══ Raw data

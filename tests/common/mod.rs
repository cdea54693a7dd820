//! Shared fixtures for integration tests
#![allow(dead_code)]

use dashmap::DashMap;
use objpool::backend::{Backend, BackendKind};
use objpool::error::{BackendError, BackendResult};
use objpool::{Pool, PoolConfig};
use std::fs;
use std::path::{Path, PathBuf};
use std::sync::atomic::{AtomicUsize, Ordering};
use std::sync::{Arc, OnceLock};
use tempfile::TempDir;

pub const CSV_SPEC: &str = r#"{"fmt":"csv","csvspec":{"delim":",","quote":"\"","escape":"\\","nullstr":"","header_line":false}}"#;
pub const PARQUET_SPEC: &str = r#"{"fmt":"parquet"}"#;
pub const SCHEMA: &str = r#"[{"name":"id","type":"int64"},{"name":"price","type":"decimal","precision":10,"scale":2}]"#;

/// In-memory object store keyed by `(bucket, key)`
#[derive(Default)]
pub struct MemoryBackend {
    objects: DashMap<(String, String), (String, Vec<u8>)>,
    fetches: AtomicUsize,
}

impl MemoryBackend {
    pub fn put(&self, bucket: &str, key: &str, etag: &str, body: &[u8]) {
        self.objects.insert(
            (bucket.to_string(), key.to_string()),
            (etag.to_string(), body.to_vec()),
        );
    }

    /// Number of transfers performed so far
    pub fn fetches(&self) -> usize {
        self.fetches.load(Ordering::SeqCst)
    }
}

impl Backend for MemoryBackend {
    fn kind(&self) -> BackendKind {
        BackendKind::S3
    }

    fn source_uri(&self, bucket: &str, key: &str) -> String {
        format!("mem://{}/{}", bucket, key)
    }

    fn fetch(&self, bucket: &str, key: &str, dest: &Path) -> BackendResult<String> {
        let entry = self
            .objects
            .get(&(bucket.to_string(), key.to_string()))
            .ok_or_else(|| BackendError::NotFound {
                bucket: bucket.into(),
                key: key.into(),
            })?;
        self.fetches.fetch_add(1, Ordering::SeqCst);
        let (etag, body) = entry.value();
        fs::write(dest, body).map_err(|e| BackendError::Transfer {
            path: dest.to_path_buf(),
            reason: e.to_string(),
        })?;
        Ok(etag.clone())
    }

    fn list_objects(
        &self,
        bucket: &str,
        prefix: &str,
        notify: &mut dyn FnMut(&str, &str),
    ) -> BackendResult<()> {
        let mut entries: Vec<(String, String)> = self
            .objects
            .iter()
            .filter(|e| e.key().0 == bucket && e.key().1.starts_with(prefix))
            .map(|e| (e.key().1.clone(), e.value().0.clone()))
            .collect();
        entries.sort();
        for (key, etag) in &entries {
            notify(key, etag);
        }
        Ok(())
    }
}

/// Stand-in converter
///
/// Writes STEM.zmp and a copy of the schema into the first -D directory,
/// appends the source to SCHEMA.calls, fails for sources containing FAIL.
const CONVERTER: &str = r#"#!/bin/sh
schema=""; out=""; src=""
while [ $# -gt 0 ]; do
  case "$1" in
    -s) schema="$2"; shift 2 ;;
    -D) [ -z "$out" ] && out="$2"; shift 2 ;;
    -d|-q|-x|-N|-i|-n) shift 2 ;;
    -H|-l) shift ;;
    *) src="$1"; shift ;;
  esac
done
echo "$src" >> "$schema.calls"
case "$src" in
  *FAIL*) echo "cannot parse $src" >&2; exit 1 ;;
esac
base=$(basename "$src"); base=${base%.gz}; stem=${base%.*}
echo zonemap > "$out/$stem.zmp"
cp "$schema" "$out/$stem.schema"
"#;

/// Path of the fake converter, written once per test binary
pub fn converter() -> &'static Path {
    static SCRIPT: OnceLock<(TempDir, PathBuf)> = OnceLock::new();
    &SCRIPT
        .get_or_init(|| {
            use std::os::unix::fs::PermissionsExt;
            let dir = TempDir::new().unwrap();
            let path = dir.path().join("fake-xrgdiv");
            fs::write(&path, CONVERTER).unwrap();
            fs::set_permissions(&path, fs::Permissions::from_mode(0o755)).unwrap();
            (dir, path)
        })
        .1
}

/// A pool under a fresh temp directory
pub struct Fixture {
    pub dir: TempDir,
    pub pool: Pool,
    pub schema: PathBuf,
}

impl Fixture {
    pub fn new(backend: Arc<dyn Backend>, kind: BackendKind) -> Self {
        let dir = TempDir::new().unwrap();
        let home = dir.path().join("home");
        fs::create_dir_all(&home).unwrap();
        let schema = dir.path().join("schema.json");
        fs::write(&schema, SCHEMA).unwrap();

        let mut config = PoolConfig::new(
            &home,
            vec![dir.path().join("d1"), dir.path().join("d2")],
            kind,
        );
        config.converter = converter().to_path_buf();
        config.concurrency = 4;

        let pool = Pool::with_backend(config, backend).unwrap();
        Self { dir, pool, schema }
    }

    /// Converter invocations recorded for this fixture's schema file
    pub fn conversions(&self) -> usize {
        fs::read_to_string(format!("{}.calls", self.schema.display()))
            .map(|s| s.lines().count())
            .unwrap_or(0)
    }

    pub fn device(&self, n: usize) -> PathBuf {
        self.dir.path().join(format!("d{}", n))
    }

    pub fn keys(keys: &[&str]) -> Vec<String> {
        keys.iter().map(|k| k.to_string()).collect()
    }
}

════
══ Raw data

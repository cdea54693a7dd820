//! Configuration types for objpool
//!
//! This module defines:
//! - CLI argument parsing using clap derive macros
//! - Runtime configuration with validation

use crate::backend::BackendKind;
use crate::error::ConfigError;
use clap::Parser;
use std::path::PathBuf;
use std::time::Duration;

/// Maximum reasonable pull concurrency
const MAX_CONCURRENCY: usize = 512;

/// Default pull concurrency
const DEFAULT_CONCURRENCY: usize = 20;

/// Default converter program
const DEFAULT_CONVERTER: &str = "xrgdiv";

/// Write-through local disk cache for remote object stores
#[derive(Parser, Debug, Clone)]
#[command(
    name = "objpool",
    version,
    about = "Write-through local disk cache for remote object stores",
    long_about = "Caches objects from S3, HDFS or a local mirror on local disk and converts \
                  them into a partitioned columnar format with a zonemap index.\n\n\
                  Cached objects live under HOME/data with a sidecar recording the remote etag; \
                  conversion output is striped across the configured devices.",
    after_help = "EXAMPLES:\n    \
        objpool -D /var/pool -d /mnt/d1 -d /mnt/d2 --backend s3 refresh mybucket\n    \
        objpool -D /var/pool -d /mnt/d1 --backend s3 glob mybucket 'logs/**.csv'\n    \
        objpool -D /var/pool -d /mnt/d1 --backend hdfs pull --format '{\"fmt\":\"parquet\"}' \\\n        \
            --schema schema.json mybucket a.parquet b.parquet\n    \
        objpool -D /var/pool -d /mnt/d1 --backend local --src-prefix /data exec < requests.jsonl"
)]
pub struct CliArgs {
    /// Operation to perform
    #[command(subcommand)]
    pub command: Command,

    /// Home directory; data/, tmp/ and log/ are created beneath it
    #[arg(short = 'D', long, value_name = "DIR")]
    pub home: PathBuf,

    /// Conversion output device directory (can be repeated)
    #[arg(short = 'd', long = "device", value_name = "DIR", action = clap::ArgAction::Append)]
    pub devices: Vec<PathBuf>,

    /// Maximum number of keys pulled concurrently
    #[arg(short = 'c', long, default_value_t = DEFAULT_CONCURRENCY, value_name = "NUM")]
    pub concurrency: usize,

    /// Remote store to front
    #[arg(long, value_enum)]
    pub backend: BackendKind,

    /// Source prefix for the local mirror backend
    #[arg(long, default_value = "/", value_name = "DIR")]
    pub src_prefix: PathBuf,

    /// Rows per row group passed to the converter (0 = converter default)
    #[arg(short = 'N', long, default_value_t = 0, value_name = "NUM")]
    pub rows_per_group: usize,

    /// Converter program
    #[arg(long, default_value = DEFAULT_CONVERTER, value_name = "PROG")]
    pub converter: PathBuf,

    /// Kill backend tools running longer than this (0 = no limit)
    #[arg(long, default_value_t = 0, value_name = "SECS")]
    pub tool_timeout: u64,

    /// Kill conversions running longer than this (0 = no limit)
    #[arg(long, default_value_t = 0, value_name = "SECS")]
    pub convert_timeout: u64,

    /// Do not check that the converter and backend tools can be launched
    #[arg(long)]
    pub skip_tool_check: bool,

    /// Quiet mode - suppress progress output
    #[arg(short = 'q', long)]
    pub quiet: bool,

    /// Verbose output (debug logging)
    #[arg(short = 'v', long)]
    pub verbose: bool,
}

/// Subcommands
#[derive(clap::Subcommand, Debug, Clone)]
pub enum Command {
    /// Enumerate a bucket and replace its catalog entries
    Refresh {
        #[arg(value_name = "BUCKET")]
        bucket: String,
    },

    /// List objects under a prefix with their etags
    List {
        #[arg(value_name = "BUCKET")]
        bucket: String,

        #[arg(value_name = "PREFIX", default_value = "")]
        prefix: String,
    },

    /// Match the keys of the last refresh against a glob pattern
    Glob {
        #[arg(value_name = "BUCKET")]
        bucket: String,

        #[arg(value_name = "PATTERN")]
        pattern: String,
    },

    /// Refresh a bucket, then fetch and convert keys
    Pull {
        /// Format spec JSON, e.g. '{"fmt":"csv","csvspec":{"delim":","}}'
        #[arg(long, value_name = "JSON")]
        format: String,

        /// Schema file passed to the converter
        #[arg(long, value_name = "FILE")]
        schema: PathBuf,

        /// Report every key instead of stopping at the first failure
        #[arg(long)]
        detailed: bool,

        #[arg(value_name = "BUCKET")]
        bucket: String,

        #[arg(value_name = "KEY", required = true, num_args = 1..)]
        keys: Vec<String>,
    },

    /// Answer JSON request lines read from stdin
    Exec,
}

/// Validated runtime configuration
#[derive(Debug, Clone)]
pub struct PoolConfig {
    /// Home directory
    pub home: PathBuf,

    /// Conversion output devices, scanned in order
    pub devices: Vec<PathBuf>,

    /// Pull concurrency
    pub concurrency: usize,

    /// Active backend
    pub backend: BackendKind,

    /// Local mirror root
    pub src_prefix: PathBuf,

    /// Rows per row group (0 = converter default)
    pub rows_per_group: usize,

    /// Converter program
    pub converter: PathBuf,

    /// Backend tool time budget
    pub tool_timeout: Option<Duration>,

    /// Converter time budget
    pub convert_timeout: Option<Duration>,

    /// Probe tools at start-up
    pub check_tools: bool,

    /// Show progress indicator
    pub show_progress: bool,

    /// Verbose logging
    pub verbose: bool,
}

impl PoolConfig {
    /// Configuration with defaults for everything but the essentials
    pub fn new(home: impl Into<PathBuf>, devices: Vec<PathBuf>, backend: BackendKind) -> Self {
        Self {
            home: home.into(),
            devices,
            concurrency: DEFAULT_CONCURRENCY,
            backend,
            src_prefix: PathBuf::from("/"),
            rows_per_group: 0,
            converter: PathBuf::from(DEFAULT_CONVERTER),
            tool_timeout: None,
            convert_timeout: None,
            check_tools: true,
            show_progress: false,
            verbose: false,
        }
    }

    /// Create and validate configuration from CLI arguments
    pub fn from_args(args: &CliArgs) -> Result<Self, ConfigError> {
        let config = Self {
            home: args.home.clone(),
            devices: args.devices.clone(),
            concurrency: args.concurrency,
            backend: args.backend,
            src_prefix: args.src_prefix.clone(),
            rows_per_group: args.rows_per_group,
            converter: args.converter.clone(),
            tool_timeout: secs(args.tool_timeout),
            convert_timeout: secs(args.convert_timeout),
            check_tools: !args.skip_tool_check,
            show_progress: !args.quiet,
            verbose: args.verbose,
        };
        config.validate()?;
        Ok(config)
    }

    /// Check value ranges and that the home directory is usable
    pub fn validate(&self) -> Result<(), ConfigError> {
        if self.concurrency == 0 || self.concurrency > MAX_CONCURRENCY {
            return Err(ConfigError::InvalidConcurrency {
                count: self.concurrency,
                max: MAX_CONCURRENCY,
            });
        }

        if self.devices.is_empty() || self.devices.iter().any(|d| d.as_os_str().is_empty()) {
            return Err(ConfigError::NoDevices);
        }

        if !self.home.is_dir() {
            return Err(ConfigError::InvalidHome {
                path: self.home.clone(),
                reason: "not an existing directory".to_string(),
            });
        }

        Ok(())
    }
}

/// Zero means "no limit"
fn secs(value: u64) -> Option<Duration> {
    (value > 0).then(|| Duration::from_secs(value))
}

════

_Work task_: Working from the entries above, find every line in which the word "Option" occurs and copy it.

_Completed exercise_:
    pub tool_timeout: Option<Duration>,
    pub convert_timeout: Option<Duration>,
fn secs(value: u64) -> Option<Duration> {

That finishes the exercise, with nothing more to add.